[308] [307]Verlegenheit und List
Lustspiel von Kotzebue
Kotzebue ist ein Wucherer, der ein kleines Kapital durch große Zinsen verhundertfacht; ein guter Wirtschafter, der mit wenigem ausreicht; ein geschickter Frauenschneider, der das nämliche Kleid nach jeder wechselnden Mode umgestaltet. Er macht schneller ein Lustspiel als die Welt den Stoff dazu. Er ist leichter zu übertreffen als zu ersetzen. Was Verlegenheit und List darbietet, genießt man zum tausendsten Male mit ungeschwächter Lust. Eine Gasthausstube mit zwei Flügeltüren – ein Onkel – das Schicksal der Christen: die Polizei – ein Kammerdiener und eine Kammerjungfer – viel Liebe und wenig Geld – eine Heirat. Zwei Dinge sind mir in unsern Komödien unerklärlich. Erstens, daß die Hauptgeschichten in Wirtshäusern vorfallen. Ich bin viel gereist, habe aber in der Heimat immer mehr Abenteuer als im Gasthofe erlebt. Es ist natürlich, der Wechsel der Gasthäuser ist zu [307] groß, als daß sich zwei Fremde mehr als streifen können. Wie gelangt man dort gar zu einer Frau? Zweitens fällt mir auf, daß die bedeutendsten Herzens- und Familiengeheimnisse in Gegenwart der Bedienten besprochen werden.
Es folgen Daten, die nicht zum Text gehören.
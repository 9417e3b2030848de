//! Unique identifiers for Arbor entities.
//!
//! Strongly-typed UUID identifiers built on
//! [`domain-key`](https://crates.io/crates/domain-key) `Uuid<D>` wrappers. Each
//! identifier type carries its own domain marker, so a [`PlanNodeId`] can never
//! be passed where a [`ReportNodeId`] is expected.
//!
//! All ID types are `Copy` (16 bytes, stack-allocated) and support:
//! - `v4()` for random UUID generation
//! - `nil()` for zero-valued default
//! - `parse(&str)` for string parsing
//! - Full serde support (serializes as UUID string)
//! - `Display`, `FromStr`, `Eq`, `Ord`, `Hash`

use domain_key::define_uuid;

// Re-export for downstream parse error handling
pub use domain_key::UuidParseError;

define_uuid!(pub PlanNodeIdDomain => PlanNodeId);
define_uuid!(pub ReportNodeIdDomain => ReportNodeId);
define_uuid!(pub RunIdDomain => RunId);

#[cfg(test)]
mod tests {
    use super::*;
    use pretty_assertions::assert_eq;

    #[test]
    fn plan_node_id_v4_creates_non_nil_uuid() {
        assert!(!PlanNodeId::v4().is_nil());
    }

    #[test]
    fn report_node_id_v4_creates_non_nil_uuid() {
        assert!(!ReportNodeId::v4().is_nil());
    }

    #[test]
    fn run_id_v4_creates_non_nil_uuid() {
        assert!(!RunId::v4().is_nil());
    }

    #[test]
    fn nil_renders_zero_uuid() {
        let id = RunId::nil();
        assert!(id.is_nil());
        assert_eq!(id.to_string(), "00000000-0000-0000-0000-000000000000");
    }

    #[test]
    fn parse_round_trips_through_display() {
        let id = ReportNodeId::parse("550e8400-e29b-41d4-a716-446655440000").unwrap();
        assert_eq!(id.to_string(), "550e8400-e29b-41d4-a716-446655440000");
    }

    #[test]
    fn parse_rejects_garbage() {
        assert!(PlanNodeId::parse("not-a-uuid").is_err());
    }

    #[test]
    fn serializes_as_plain_uuid_string() {
        let id = PlanNodeId::parse("550e8400-e29b-41d4-a716-446655440000").unwrap();
        let json = serde_json::to_string(&id).unwrap();
        assert_eq!(json, "\"550e8400-e29b-41d4-a716-446655440000\"");
        let back: PlanNodeId = serde_json::from_str(&json).unwrap();
        assert_eq!(back, id);
    }

    #[test]
    fn distinct_domains_do_not_mix() {
        fn accepts_plan(_id: PlanNodeId) {}
        fn accepts_report(_id: ReportNodeId) {}

        accepts_plan(PlanNodeId::v4());
        accepts_report(ReportNodeId::v4());
        // accepts_plan(ReportNodeId::v4()); // Would not compile
    }
}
Ich kenne die große Welt wenig, die von liebender Beschaffenheit gar nicht; aber bei uns Bürgerlichen ist es nicht Sitte, daß Liebender und Geliebte im Beisein des Kammerdieners und der Kammerjungfer ihre Herzen ineinandergießen, während jene, gleich den Bildern im Spiegel, die rührendsten Gebärden nachäffen. Im gegenwärtigen Lustspiele geschieht es; ja, während der junge Baron seinem Onkel flehentlich zu Füßen liegt und um Vergebung seiner Schuld und Schulden bittet, ist die ganze Hausdienerschaft Zeuge der Rührung. Haben vielleicht die vornehmen Leute weniger Stolz und mehr Menschenliebe als die gemeinen, und behandeln sie ihre Diener wie ihresgleichen, oder sehen sie aus Hochmut die Bedienten als Zimmermöbel, als Gipsfiguren an, die man nicht zu beachten brauche?